This is the cover for the forthcoming Cast in Fury, an October 2008 release from Luna Books. The cover itself came in the mail with the line-edits/copy-edits for, oddly enough, the same book, and I’ve been reading those.
Which made me think of the stages of a book. Because I have a severe sensitivity to outlines, I will do almost anything to avoid writing them. This would include writing the whole book first. Because all writers work in their own unique ways, this isn’t meant to be prescriptive, and it’s not meant to offer advice; it’s just a statement of what I do.
So… in my case, I basically sit down, over a period of several months, and write the book. This would include all the hair-pulling, all the revisions and editing, that go into writing a book before it’s submitted.
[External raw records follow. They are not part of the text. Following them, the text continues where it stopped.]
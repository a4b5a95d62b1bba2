// src/services/mod.rs

//! Extraction services: fetching, segmentation, classification, row
//! parsing, constraint extraction, and program assembly.

pub mod assembler;
pub mod classifier;
pub mod constraints;
pub mod fetcher;
pub mod rows;
pub mod segmenter;

pub use classifier::Classification;
pub use fetcher::PageFetcher;
pub use segmenter::RawBlock;
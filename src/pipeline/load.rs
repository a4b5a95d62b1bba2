// src/pipeline/load.rs

//! Load pipeline: persist a previously exported intermediate-JSON file.
//!
//! Feeding the same file twice yields the same stored block/course set;
//! this is the idempotence entry point.

use std::fs;
use std::path::Path;

use crate::error::Result;
use crate::models::{Program, RunReport};
use crate::storage::SqliteStore;
use crate::utils::log;

/// Read an intermediate-JSON file and persist every program in it.
pub fn run_load(path: impl AsRef<Path>, store: &SqliteStore) -> Result<RunReport> {
    let content = fs::read_to_string(&path)?;
    let programs: Vec<Program> = serde_json::from_str(&content)?;

    log::info(&format!(
        "Loaded {} programs from {:?}",
        programs.len(),
        path.as_ref()
    ));

    let mut report = store.save_all(&programs);
    for program in &programs {
        if program.blocks.is_empty() {
            report.empty.push(program.program_key.clone());
        }
    }

    report.finish();
    log::summary("Load complete", &report.summary_items());
    Ok(report)
}
// src/storage/mod.rs

//! Persistence layer.
//!
//! Programs are idempotently upserted by key; their blocks, courses, and
//! constraints are fully replaced on every run. Each program's replace is
//! wrapped in its own transaction, committed per program, so a crash
//! mid-batch leaves earlier programs fully synced and later ones untouched.

mod sqlite;

pub use sqlite::{SqliteStore, StoreStats};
After I write the book, I submit it to my publisher (in this case, Luna), and I go on to think about and start a different book. But some months after I’ve submitted a book, I will hear back from my editor. My editor will point out certain infelicities in clarity (I am, of course, being kind to myself here), and allow me to revise the manuscript before it’s line-edited. It will then be sent out to a copy-editor. I won’t see the original line-edit until after the copy-editor has also done a pass through the book, at which point, the book will be sent back to me with all of the editing and copy-editing marks.
At this stage, I go through the manuscript again, and I look at all the queries — because sometimes copy-editors will catch things like eye colour changes (I am not, sadly, very good at this. I knew my husband for several years before I realized that he had blue eyes. I am not, unfortunately, making this up, and this lack of awareness on my part does translate into fiction because it’s something I have to consciously reach for unless the eye colour is an integral part of character). I will also look at other changes, and sometimes I will change things back to the original.
On the whole, though, I don’t, because on the whole, copy-editors are very, very helpful people. When I’ve finished going through this, I will pack up the pages with red ink (mine) and send them back to my editor (or in this case, her assistant). The changes are incorporated and the book then goes to production. I am not entirely certain in the case of Luna at which stage a font is chosen, so I’m not sure which department does that. But after it goes to production, I will get what Harlequin calls page proofs, but which are not quite that.
They are the book, in standard manuscript font (12 pt. courier) with line numbers beside each line of text. At this stage, I am proof-reading and catching any typos that might have been missed or introduced when the other edits were keyed-in. I will not see the actual, printed book page until I have the book in hand, although I believe in-house there are proof-readers who will get a print out of the actual page proofs as well.
So, I am not yet done with Cast in Fury. I have one more read-through after this, at which point, the book will be complete on my end.